Joint effect of Mo and Cr on microstructure and properties of Ti–Al–Mo–Cr–B alloys

Abstract

Innovative Ti–3Al-xMo-yCr-0.1B (x = 4, 2, 4; y = 2, 4, 4, wt.%) alloys were developed via powder metallurgy by varying the contents of Mo and Cr. The aim is to reduce costs and attain outstanding performance by introducing relatively affordable alloying materials. The results display that all alloys feature lamellar microstructure, including α, β and TiCr2 phases. The appropriate combination of alloying elements can greatly increase the relative density value of the alloy to 99.34% (e. g. Ti–3Al–4Mo–4Cr-0.1B). The strength of these alloys is greatly improved (>1028 MPa) due to solid solution strengthening and αs/β interface strengthening. Ti–3Al–4Mo–2Cr-0.1B alloy shows the optimum properties combination with the tensile strength and ductility of 1080 MPa and 5.4%. The wear test results show that the wear resistance of the three alloys is much better than that of pure titanium. Ti–3Al–4Mo–4Cr-0.1B has the best wear resistance which could be the outcome of solid solution strengthening and higher density.

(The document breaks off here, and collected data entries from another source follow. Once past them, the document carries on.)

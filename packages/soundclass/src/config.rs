//! Runtime configuration
//!
//! All tunables of the pipeline live in one [`SoundClassConfig`], loaded from
//! a TOML file with four optional tables:
//!
//! ```toml
//! [capture]
//! sample_rate = 16000
//! frame_length = 1024
//! warmup_samples = 512
//! read_timeout_ms = 1000
//! read_retries = 2
//!
//! [features]
//! mode = "mfcc"          # or "raw_samples"
//! fft_size = 1024
//! num_filters = 23
//! num_coeffs = 13
//!
//! [classifier]
//! model_path = "sounds.scm"
//!
//! [recording]
//! root = "recordings"
//! duration_secs = 5
//! ```
//!
//! Missing keys fall back to the defaults in [`crate::constants`]. Every
//! constructor that consumes a config calls [`SoundClassConfig::validate`], so
//! precondition violations surface once, at startup, as a [`ConfigError`].

use std::path::{Path, PathBuf};
use std::time::Duration;

use serde::{Deserialize, Serialize};

use crate::constants::{
    DEFAULT_CLASS_LABELS, DEFAULT_FFT_SIZE, DEFAULT_FRAME_LENGTH, DEFAULT_MEL_FILTERS,
    DEFAULT_MFCC_COEFFS, DEFAULT_READ_RETRIES, DEFAULT_READ_TIMEOUT_MS, DEFAULT_RECORD_SECONDS,
    DEFAULT_SAMPLE_RATE, DEFAULT_WARMUP_SAMPLES, LOG_FLOOR, PRE_EMPHASIS,
};

/// Construction-time precondition failures.
#[derive(Debug, thiserror::Error)]
pub enum ConfigError {
    #[error("io: {0}")]
    Io(#[from] std::io::Error),

    #[error("toml: {0}")]
    Parse(#[from] toml::de::Error),

    #[error("{field} must be greater than zero")]
    Zero { field: &'static str },

    #[error("fft size {0} is not a power of two")]
    FftSizeNotPowerOfTwo(usize),

    #[error("fft size {fft_size} is shorter than the analysis window ({window})")]
    FftTooShort { fft_size: usize, window: usize },

    #[error("analysis window ({window}) is longer than the frame ({frame})")]
    WindowTooLong { window: usize, frame: usize },

    #[error("feature tables expect {tables}-sample frames but capture delivers {capture}")]
    FrameMismatch { tables: usize, capture: usize },

    #[error("hop length ({hop}) exceeds the analysis window ({window})")]
    HopTooLong { hop: usize, window: usize },

    #[error("{coeffs} cepstral coefficients requested from only {filters} mel filters")]
    TooManyCoeffs { coeffs: usize, filters: usize },

    #[error("mel filter {index} covers no fft bin; raise fft_size or lower num_filters")]
    EmptyFilter { index: usize },

    #[error("pre-emphasis coefficient {0} is outside [0, 1)")]
    PreEmphasis(f32),

    #[error("classifier expects {expected} inputs but the {mode} front-end produces {produced}")]
    ContractMismatch {
        mode: FeatureMode,
        expected: usize,
        produced: usize,
    },

    #[error("the class label table is empty")]
    NoLabels,
}

/* ───────────────────────────── sections ───────────────────────────── */

/// Which feature vector the classifier is fed.
#[derive(
    Debug, Clone, Copy, PartialEq, Eq, Default, Serialize, Deserialize, strum::Display,
)]
#[serde(rename_all = "snake_case")]
#[strum(serialize_all = "snake_case")]
pub enum FeatureMode {
    /// `num_coeffs` cepstral coefficients, averaged over the frame's analysis windows.
    #[default]
    Mfcc,
    /// The frame's samples, min-max scaled to `[0, 1]`.
    RawSamples,
}

/// `[capture]` table.
#[derive(Debug, Clone, PartialEq, Serialize, Deserialize)]
#[serde(default)]
pub struct CaptureConfig {
    /// Sample rate requested from the device (Hz).
    pub sample_rate: u32,
    /// Samples per captured frame.
    pub frame_length: usize,
    /// Samples thrown away after a cold start.
    pub warmup_samples: usize,
    /// Upper bound on one read (milliseconds).
    pub read_timeout_ms: u64,
    /// Extra attempts after a timed-out read.
    pub read_retries: u32,
}

impl Default for CaptureConfig {
    fn default() -> Self {
        Self {
            sample_rate: DEFAULT_SAMPLE_RATE,
            frame_length: DEFAULT_FRAME_LENGTH,
            warmup_samples: DEFAULT_WARMUP_SAMPLES,
            read_timeout_ms: DEFAULT_READ_TIMEOUT_MS,
            read_retries: DEFAULT_READ_RETRIES,
        }
    }
}

impl CaptureConfig {
    pub fn read_timeout(&self) -> Duration {
        Duration::from_millis(self.read_timeout_ms)
    }
}

/// `[features]` table.
#[derive(Debug, Clone, PartialEq, Serialize, Deserialize)]
#[serde(default)]
pub struct FeatureConfig {
    pub mode: FeatureMode,
    pub fft_size: usize,
    pub num_filters: usize,
    pub num_coeffs: usize,
    pub pre_emphasis: f32,
    pub log_floor: f32,
    /// Analysis window in samples; `None` analyses the whole frame at once.
    pub window_length: Option<usize>,
    /// Hop between analysis windows; `None` means non-overlapping windows.
    pub hop_length: Option<usize>,
}

impl Default for FeatureConfig {
    fn default() -> Self {
        Self {
            mode: FeatureMode::Mfcc,
            fft_size: DEFAULT_FFT_SIZE,
            num_filters: DEFAULT_MEL_FILTERS,
            num_coeffs: DEFAULT_MFCC_COEFFS,
            pre_emphasis: PRE_EMPHASIS,
            log_floor: LOG_FLOOR,
            window_length: None,
            hop_length: None,
        }
    }
}

/// `[classifier]` table.
#[derive(Debug, Clone, PartialEq, Serialize, Deserialize)]
#[serde(default)]
pub struct ClassifierConfig {
    /// Model file used by `classify`/`listen` when no `--model` is given.
    pub model_path: Option<PathBuf>,
    /// Label table written into models created by `init-model`.
    pub labels: Vec<String>,
}

impl Default for ClassifierConfig {
    fn default() -> Self {
        Self {
            model_path: None,
            labels: DEFAULT_CLASS_LABELS.iter().map(|s| s.to_string()).collect(),
        }
    }
}

/// `[recording]` table.
#[derive(Debug, Clone, PartialEq, Serialize, Deserialize)]
#[serde(default)]
pub struct RecordingConfig {
    /// Dataset root; clips go to `<root>/<category>/rec_<n>.wav`.
    pub root: PathBuf,
    pub duration_secs: u32,
}

impl Default for RecordingConfig {
    fn default() -> Self {
        Self {
            root: PathBuf::from("recordings"),
            duration_secs: DEFAULT_RECORD_SECONDS,
        }
    }
}

/* ───────────────────────────── top level ──────────────────────────── */

#[derive(Debug, Clone, Default, PartialEq, Serialize, Deserialize)]
#[serde(default)]
pub struct SoundClassConfig {
    pub capture: CaptureConfig,
    pub features: FeatureConfig,
    pub classifier: ClassifierConfig,
    pub recording: RecordingConfig,
}

impl SoundClassConfig {
    /// Read, parse and validate a TOML file.
    pub fn load(path: impl AsRef<Path>) -> Result<Self, ConfigError> {
        let text = std::fs::read_to_string(path)?;
        Self::from_toml_str(&text)
    }

    /// Parse and validate TOML text.
    pub fn from_toml_str(text: &str) -> Result<Self, ConfigError> {
        let cfg: Self = toml::from_str(text)?;
        cfg.validate()?;
        Ok(cfg)
    }

    /// Analysis window length, resolved against the frame length.
    pub fn window_length(&self) -> usize {
        self.features
            .window_length
            .unwrap_or(self.capture.frame_length)
    }

    /// Hop between analysis windows, resolved against the window length.
    pub fn hop_length(&self) -> usize {
        self.features.hop_length.unwrap_or_else(|| self.window_length())
    }

    /// Length of the feature vector the front-end hands to the classifier.
    pub fn feature_len(&self) -> usize {
        match self.features.mode {
            FeatureMode::Mfcc => self.features.num_coeffs,
            FeatureMode::RawSamples => self.capture.frame_length,
        }
    }

    /// Check every structural precondition of the pipeline.
    ///
    /// Filterbank coverage (every filter spans at least one bin) depends on the
    /// generated geometry and is checked when the filterbank is built.
    pub fn validate(&self) -> Result<(), ConfigError> {
        let c = &self.capture;
        let f = &self.features;

        for (field, value) in [
            ("capture.sample_rate", c.sample_rate as usize),
            ("capture.frame_length", c.frame_length),
            ("capture.read_timeout_ms", c.read_timeout_ms as usize),
            ("features.fft_size", f.fft_size),
            ("features.num_filters", f.num_filters),
            ("features.num_coeffs", f.num_coeffs),
            ("recording.duration_secs", self.recording.duration_secs as usize),
        ] {
            if value == 0 {
                return Err(ConfigError::Zero { field });
            }
        }

        let window = self.window_length();
        let hop = self.hop_length();
        if window == 0 {
            return Err(ConfigError::Zero { field: "features.window_length" });
        }
        if hop == 0 {
            return Err(ConfigError::Zero { field: "features.hop_length" });
        }
        if window > c.frame_length {
            return Err(ConfigError::WindowTooLong { window, frame: c.frame_length });
        }
        if hop > window {
            return Err(ConfigError::HopTooLong { hop, window });
        }
        if !f.fft_size.is_power_of_two() {
            return Err(ConfigError::FftSizeNotPowerOfTwo(f.fft_size));
        }
        if f.fft_size < window {
            return Err(ConfigError::FftTooShort { fft_size: f.fft_size, window });
        }
        if f.num_coeffs > f.num_filters {
            return Err(ConfigError::TooManyCoeffs {
                coeffs: f.num_coeffs,
                filters: f.num_filters,
            });
        }
        if !(0.0..1.0).contains(&f.pre_emphasis) {
            return Err(ConfigError::PreEmphasis(f.pre_emphasis));
        }
        if self.classifier.labels.is_empty() {
            return Err(ConfigError::NoLabels);
        }
        Ok(())
    }
}

#[cfg(test)]
mod tests {
    use super::*;

    #[test]
    fn empty_document_yields_defaults() {
        let cfg = SoundClassConfig::from_toml_str("").unwrap();
        assert_eq!(cfg, SoundClassConfig::default());
        assert_eq!(cfg.window_length(), 1024);
        assert_eq!(cfg.hop_length(), 1024);
        assert_eq!(cfg.feature_len(), 13);
    }

    #[test]
    fn partial_tables_keep_remaining_defaults() {
        let cfg = SoundClassConfig::from_toml_str(
            r#"
            [features]
            mode = "raw_samples"
            window_length = 400
            hop_length = 200
            fft_size = 512
            "#,
        )
        .unwrap();
        assert_eq!(cfg.features.mode, FeatureMode::RawSamples);
        assert_eq!(cfg.features.num_filters, 23);
        assert_eq!(cfg.capture.sample_rate, 16_000);
        assert_eq!(cfg.feature_len(), 1024);
        assert_eq!(cfg.hop_length(), 200);
    }

    #[test]
    fn non_power_of_two_fft_is_rejected() {
        let err = SoundClassConfig::from_toml_str("[features]\nfft_size = 1000\n").unwrap_err();
        assert!(matches!(err, ConfigError::FftSizeNotPowerOfTwo(1000)));
    }

    #[test]
    fn fft_shorter_than_window_is_rejected() {
        let err = SoundClassConfig::from_toml_str("[features]\nfft_size = 512\n").unwrap_err();
        assert!(matches!(err, ConfigError::FftTooShort { fft_size: 512, window: 1024 }));
    }

    #[test]
    fn more_coeffs_than_filters_is_rejected() {
        let err = SoundClassConfig::from_toml_str(
            "[features]\nnum_filters = 10\nnum_coeffs = 13\n",
        )
        .unwrap_err();
        assert!(matches!(err, ConfigError::TooManyCoeffs { coeffs: 13, filters: 10 }));
    }

    #[test]
    fn zero_frame_length_is_rejected() {
        let err = SoundClassConfig::from_toml_str("[capture]\nframe_length = 0\n").unwrap_err();
        assert!(matches!(err, ConfigError::Zero { field: "capture.frame_length" }));
    }

    #[test]
    fn unknown_mode_is_a_parse_error() {
        let err = SoundClassConfig::from_toml_str("[features]\nmode = \"spectrogram\"\n").unwrap_err();
        assert!(matches!(err, ConfigError::Parse(_)));
    }
}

Meanwhile, Ti–3Al–4Mo–4Cr-0.1B possesses the highest corrosion resistance with the Ecorr and Icorr of −0.15 V and 0.039 μA/cm2, which is attributed to the presence of more β phase and highest density. This work offers a good idea for creating low-cost titanium alloys with great strength and high density and provides the possibility to apply titanium alloys extensively.